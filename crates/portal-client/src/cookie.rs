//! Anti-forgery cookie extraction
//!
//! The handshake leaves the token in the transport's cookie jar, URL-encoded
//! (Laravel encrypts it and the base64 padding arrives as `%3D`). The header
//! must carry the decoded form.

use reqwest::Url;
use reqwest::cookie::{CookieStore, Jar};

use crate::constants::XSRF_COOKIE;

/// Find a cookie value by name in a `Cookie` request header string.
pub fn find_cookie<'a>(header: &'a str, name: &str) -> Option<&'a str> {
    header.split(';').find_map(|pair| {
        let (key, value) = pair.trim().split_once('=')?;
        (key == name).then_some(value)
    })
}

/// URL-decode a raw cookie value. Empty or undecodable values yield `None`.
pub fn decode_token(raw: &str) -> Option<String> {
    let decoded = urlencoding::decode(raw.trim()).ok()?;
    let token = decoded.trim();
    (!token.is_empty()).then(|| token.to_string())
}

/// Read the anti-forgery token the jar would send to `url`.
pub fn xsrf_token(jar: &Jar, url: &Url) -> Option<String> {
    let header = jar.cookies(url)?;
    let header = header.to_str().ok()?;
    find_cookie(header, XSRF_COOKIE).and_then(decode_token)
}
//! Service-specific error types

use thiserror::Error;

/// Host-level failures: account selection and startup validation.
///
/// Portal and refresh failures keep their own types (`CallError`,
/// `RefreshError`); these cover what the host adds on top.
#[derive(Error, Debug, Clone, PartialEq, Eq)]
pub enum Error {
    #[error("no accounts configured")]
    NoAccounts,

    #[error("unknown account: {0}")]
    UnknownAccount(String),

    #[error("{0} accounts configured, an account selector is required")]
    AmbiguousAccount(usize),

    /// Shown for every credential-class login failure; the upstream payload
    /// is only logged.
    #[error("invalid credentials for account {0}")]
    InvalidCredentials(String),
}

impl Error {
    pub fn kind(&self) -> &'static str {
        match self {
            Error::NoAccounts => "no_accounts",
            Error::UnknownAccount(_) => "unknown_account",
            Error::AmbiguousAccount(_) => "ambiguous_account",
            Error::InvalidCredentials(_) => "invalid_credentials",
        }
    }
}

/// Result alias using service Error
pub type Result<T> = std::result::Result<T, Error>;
━━━━━━━━━━━━━━━━━━━━━━━━━━━━━━
THE PROBLEM: Give back the data above exactly as it appears.

ANSWER SECTION:
filename crates/portal-client/src/cookie.rs
//! Anti-forgery cookie extraction
//!
//! The handshake leaves the token in the transport's cookie jar, URL-encoded
//! (Laravel encrypts it and the base64 padding arrives as `%3D`). The header
//! must carry the decoded form.

use reqwest::Url;
use reqwest::cookie::{CookieStore, Jar};

use crate::constants::XSRF_COOKIE;

/// Find a cookie value by name in a `Cookie` request header string.
pub fn find_cookie<'a>(header: &'a str, name: &str) -> Option<&'a str> {
    header.split(';').find_map(|pair| {
        let (key, value) = pair.trim().split_once('=')?;
        (key == name).then_some(value)
    })
}

/// URL-decode a raw cookie value. Empty or undecodable values yield `None`.
pub fn decode_token(raw: &str) -> Option<String> {
    let decoded = urlencoding::decode(raw.trim()).ok()?;
    let token = decoded.trim();
    (!token.is_empty()).then(|| token.to_string())
}

/// Read the anti-forgery token the jar would send to `url`.
pub fn xsrf_token(jar: &Jar, url: &Url) -> Option<String> {
    let header = jar.cookies(url)?;
    let header = header.to_str().ok()?;
    find_cookie(header, XSRF_COOKIE).and_then(decode_token)
}
//! Service-specific error types

use thiserror::Error;

/// Host-level failures: account selection and startup validation.
///
/// Portal and refresh failures keep their own types (`CallError`,
/// `RefreshError`); these cover what the host adds on top.
#[derive(Error, Debug, Clone, PartialEq, Eq)]
pub enum Error {
    #[error("no accounts configured")]
    NoAccounts,

    #[error("unknown account: {0}")]
    UnknownAccount(String),

    #[error("{0} accounts configured, an account selector is required")]
    AmbiguousAccount(usize),

    /// Shown for every credential-class login failure; the upstream payload
    /// is only logged.
    #[error("invalid credentials for account {0}")]
    InvalidCredentials(String),
}

impl Error {
    pub fn kind(&self) -> &'static str {
        match self {
            Error::NoAccounts => "no_accounts",
            Error::UnknownAccount(_) => "unknown_account",
            Error::AmbiguousAccount(_) => "ambiguous_account",
            Error::InvalidCredentials(_) => "invalid_credentials",
        }
    }
}

/// Result alias using service Error
pub type Result<T> = std::result::Result<T, Error>;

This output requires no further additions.